I'm sure all of you have some sense as to what the GDPR (General Data Protection Regulation) is because I'm sure last year you were bombarded with inbox messages about “how we've updated our privacy policy”. The GDPR became effective last May and it's a pretty landmark piece of legislation that effectively applies to all personal data of EU residents and personal data is defined very broadly in the EU to be anything that relates to an identified or an identifiable individual. So typically in the US when we think of personal data we think of a name, something specific to your address your email address, but the EU takes a much broader view so like an IP address would be considered personal data because it's identifiable to someone. Your device identifier on your phone would be similar. One key difference between how your PNC personal data versus the US is that in the U.S. you can typically do whatever you want with personal data as long as there's not a law that says you can't do it or there's a law that says this is how you have to do it, and in the EU you can't collect that store it or process it in any way unless you have a legal basis to do so. That's a huge difference between the U.S. and the EU.

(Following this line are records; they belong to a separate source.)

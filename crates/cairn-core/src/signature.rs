use crate::types::{ArgType, TypeSpec};

/// A fixed parameter list, a return type, and a variadic flag. When the flag
/// is set the last parameter's type absorbs zero or more trailing arguments,
/// so `(Number, String...)` takes one Number and then any count of Strings
/// including none.
#[derive(Clone, Debug, PartialEq)]
pub struct Signature {
    params: Vec<TypeSpec>,
    ret: TypeSpec,
    variadic: bool,
}

impl Signature {
    pub fn new(params: Vec<TypeSpec>, ret: TypeSpec) -> Self {
        Signature {
            params,
            ret,
            variadic: false,
        }
    }

    /// A signature whose last declared parameter absorbs the tail. Panics if
    /// there is no parameter to carry the tail type.
    pub fn variadic(params: Vec<TypeSpec>, ret: TypeSpec) -> Self {
        if params.is_empty() {
            panic!("variadic signature needs at least one parameter");
        }
        Signature {
            params,
            ret,
            variadic: true,
        }
    }

    pub fn params(&self) -> &[TypeSpec] {
        &self.params
    }

    pub fn ret(&self) -> &TypeSpec {
        &self.ret
    }

    pub fn is_variadic(&self) -> bool {
        self.variadic
    }

    /// Arity check plus per-position type check against actual argument
    /// types. For a variadic signature the fixed prefix matches positionally
    /// and the tail type must accept every remaining argument; the tail may
    /// be empty.
    pub fn accepts_args(&self, args: &[ArgType]) -> bool {
        if self.variadic {
            let fixed = self.params.len() - 1;
            if args.len() < fixed {
                return false;
            }
            let tail = &self.params[fixed];
            self.params[..fixed]
                .iter()
                .zip(&args[..fixed])
                .all(|(p, a)| p.accepts(a))
                && args[fixed..].iter().all(|a| tail.accepts(a))
        } else {
            self.params.len() == args.len()
                && self
                    .params
                    .iter()
                    .zip(args)
                    .all(|(p, a)| p.accepts(a))
        }
    }

    /// Is a candidate function with signature `other` usable where this
    /// signature is declared? Every call shape this signature admits must be
    /// admitted by the candidate, so a variadic candidate cannot stand in
    /// for a fixed declaration's wider obligations and vice versa is checked
    /// shape-wise; parameter types check contravariant-free, positionally,
    /// and the return type covariantly.
    pub fn accepts_signature(&self, other: &Signature) -> bool {
        if other.variadic != self.variadic || other.params.len() != self.params.len() {
            return false;
        }
        self.params
            .iter()
            .zip(&other.params)
            .all(|(p, o)| p.accepts_spec(o))
            && self.ret.accepts_spec(&other.ret)
    }

    /// `Number Number -> Number`, with `...` marking a variadic tail.
    pub fn describe(&self) -> String {
        let mut parts: Vec<String> = self.params.iter().map(TypeSpec::describe).collect();
        if self.variadic {
            if let Some(last) = parts.last_mut() {
                last.push_str("...");
            }
        }
        if parts.is_empty() {
            format!("-> {}", self.ret.describe())
        } else {
            format!("{} -> {}", parts.join(" "), self.ret.describe())
        }
    }
}
//! Plan Model - domain source models for the selection core
//!
//! Defines the immutable inputs the reconciliation engine consumes:
//! - Typed identifiers ([`ResourceId`], [`ActivityId`])
//! - Resource and activity source models
//! - Resource-activity tracker models
//! - The revision-readiness signal value ([`ReadyToRevise`])
//! - Shared display configuration ([`DisplayConfig`])
//!
//! Source models are owned by the caller; the selection engine never
//! mutates them and derives its own item wrappers from them.

#![warn(unreachable_pub)]

pub mod config;
pub mod ids;
pub mod models;
pub mod signal;

// Re-exports for convenience
pub use config::DisplayConfig;
pub use ids::{ActivityId, ResourceId};
pub use models::{
    ActivityModel, ResourceActivityTrackerModel, ResourceModel, ResourceSettingsModel,
    ResourceTrackerModel,
};
pub use signal::ReadyToRevise;

/// Version of this crate
pub const VERSION: &str = env!("CARGO_PKG_VERSION");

So the CCPA (California Consumer Privacy Act), which is California law is going into effect in 2020, is similar to the GDPR but is different in a number of material respects. CCPAs focus is not so much on “you have to have a legal basis” again because in the U.S. you don't need to add that. It's more on giving consumers notice as to what you're collecting and control over what you collect about them. So, one of the main things about the CCPA is that it requires companies that sell personal data (again, no one really knows what sell means) of California consumers to have to, for example, include a conspicuous opt-out link and basically allow consumers to opt out of that sale. Both the GDPR and CCPA also afford individuals with these individual rights to be able to access their data and in some instances delete data that companies have about them, and both statues carry some type of private right of action and they have fines for violation.